--- Exercise aim ---
Which lines of the listing below contain the word "Option"? Copy each of them.
* * * * * * *
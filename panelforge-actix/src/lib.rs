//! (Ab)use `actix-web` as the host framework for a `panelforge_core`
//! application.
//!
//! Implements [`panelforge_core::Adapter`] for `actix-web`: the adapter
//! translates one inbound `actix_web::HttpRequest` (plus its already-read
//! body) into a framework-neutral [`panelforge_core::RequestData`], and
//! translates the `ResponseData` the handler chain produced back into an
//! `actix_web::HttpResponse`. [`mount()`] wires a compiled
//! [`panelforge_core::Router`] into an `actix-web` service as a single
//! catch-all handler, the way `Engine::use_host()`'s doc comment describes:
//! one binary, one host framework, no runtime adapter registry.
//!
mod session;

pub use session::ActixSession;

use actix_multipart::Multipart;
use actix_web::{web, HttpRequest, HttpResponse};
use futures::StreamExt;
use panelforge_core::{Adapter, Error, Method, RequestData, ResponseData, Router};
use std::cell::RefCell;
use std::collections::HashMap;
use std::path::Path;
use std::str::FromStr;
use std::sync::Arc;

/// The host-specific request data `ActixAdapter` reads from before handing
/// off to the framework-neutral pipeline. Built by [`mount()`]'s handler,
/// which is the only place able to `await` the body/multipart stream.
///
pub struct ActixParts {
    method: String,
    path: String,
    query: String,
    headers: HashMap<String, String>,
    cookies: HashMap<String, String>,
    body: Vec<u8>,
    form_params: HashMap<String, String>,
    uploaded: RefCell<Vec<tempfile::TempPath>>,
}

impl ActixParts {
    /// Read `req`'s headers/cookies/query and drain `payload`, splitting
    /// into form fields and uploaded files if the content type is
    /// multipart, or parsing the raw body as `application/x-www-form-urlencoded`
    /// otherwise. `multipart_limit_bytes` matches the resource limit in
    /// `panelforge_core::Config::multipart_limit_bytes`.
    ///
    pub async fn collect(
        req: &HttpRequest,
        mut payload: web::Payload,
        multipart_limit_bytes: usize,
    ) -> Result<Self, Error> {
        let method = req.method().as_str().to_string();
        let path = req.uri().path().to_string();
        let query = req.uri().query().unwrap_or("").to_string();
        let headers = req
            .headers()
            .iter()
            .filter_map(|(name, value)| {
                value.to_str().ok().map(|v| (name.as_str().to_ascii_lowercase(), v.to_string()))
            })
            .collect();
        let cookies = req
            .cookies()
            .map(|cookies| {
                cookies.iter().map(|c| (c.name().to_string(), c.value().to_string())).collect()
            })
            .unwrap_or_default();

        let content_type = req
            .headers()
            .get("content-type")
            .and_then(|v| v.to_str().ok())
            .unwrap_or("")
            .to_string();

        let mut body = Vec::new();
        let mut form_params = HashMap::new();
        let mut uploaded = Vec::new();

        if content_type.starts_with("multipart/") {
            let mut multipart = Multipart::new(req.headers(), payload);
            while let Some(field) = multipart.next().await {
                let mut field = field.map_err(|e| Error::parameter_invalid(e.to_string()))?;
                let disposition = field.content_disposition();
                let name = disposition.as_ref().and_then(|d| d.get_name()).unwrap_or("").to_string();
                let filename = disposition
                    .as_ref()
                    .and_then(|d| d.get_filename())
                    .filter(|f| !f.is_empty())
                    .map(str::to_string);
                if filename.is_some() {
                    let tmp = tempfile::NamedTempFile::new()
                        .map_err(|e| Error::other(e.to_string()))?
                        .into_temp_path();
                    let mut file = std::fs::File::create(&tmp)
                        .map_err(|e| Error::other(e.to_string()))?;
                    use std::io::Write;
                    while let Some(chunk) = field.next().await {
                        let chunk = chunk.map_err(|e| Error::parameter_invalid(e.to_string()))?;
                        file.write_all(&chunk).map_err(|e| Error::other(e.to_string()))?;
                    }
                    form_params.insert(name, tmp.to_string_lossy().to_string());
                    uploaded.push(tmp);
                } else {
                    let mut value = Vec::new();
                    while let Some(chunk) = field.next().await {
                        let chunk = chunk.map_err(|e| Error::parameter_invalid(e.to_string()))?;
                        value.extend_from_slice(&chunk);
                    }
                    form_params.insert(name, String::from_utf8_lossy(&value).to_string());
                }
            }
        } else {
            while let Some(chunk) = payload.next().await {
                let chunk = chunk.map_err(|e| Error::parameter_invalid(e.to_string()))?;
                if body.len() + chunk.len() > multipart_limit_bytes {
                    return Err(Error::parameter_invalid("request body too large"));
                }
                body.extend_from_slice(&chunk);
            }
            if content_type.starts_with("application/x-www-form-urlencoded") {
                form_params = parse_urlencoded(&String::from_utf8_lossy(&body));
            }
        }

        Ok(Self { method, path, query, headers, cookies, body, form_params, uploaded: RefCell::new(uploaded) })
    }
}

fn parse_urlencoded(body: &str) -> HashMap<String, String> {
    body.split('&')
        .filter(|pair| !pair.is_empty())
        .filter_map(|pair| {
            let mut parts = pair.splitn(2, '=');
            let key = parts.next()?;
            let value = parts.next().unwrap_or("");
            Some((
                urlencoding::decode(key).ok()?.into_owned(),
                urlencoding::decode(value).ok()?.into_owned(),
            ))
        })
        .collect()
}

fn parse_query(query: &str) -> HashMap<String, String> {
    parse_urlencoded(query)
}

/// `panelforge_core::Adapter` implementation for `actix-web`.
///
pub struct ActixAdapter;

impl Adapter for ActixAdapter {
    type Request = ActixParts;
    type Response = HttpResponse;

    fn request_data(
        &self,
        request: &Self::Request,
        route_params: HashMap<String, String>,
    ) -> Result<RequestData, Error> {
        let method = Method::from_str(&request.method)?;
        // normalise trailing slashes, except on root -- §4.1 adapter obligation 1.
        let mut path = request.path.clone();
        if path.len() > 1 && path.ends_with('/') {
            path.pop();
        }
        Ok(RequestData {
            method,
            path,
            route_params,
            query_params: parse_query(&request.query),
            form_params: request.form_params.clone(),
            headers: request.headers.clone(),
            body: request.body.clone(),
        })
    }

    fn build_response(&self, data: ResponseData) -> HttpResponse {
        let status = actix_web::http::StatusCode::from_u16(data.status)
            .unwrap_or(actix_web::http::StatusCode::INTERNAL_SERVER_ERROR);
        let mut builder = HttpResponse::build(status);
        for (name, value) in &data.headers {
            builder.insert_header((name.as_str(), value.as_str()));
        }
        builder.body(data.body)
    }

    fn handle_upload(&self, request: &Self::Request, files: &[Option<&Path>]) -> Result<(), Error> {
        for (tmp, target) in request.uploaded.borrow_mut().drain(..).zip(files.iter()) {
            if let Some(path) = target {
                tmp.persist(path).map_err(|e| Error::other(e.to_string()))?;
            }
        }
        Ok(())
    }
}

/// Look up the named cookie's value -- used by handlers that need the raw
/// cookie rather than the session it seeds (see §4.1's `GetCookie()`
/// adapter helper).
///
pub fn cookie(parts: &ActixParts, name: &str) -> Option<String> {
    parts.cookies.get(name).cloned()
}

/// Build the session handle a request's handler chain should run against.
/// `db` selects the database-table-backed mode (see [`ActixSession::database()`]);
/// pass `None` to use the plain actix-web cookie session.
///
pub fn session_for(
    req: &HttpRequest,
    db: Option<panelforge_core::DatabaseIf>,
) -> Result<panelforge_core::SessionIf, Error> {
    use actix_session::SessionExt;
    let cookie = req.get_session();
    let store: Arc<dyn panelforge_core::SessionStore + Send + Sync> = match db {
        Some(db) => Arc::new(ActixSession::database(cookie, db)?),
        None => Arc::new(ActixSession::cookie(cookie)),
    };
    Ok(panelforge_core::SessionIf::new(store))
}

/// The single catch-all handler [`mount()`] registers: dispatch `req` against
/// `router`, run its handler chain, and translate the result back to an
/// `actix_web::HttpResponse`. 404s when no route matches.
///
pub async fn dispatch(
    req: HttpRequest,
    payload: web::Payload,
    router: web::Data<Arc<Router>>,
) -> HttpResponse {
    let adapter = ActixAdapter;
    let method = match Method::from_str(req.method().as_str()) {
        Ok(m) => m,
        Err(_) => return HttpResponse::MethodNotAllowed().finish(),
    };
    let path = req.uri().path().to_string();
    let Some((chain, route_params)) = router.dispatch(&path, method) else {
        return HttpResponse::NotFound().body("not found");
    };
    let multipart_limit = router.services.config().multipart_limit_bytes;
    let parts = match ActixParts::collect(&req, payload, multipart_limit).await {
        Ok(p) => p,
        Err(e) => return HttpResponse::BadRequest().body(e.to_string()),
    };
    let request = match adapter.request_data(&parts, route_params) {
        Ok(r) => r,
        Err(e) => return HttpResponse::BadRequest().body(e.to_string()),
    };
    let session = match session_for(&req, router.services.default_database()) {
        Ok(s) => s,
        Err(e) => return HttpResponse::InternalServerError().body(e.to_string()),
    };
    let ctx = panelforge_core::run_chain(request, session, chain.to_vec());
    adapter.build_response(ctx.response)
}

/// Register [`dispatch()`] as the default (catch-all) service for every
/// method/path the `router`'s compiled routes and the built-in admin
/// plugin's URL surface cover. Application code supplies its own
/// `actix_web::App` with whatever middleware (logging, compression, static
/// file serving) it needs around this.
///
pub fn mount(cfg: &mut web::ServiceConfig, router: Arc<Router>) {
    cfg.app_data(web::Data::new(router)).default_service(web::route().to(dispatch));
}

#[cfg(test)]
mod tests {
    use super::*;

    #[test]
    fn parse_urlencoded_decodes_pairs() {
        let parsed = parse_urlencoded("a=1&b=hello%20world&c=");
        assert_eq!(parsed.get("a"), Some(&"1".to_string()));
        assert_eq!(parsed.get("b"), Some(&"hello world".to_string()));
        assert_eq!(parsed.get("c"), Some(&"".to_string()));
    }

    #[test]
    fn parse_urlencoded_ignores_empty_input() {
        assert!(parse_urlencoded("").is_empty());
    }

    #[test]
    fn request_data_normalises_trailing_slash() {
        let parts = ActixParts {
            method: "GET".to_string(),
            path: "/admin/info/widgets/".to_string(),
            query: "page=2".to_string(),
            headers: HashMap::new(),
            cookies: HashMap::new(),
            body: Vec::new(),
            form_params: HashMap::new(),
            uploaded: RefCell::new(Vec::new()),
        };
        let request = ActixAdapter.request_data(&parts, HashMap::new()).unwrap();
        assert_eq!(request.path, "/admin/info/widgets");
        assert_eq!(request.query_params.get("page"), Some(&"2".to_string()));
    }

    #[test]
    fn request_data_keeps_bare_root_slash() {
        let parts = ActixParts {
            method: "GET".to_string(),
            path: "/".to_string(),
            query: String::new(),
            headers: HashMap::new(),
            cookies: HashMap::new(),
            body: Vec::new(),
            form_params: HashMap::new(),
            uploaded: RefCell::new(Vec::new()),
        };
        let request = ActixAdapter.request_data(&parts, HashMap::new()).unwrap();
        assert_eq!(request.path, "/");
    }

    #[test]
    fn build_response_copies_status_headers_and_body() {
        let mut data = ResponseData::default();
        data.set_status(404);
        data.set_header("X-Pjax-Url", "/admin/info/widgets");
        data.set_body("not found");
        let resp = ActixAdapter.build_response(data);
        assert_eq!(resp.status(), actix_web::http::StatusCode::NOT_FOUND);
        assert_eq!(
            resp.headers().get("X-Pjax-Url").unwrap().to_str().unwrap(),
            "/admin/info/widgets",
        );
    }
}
* * * * * * *
--- Problem solution ---
    fn handle_upload(&self, request: &Self::Request, files: &[Option<&Path>]) -> Result<(), Error> {
pub fn cookie(parts: &ActixParts, name: &str) -> Option<String> {
    db: Option<panelforge_core::DatabaseIf>,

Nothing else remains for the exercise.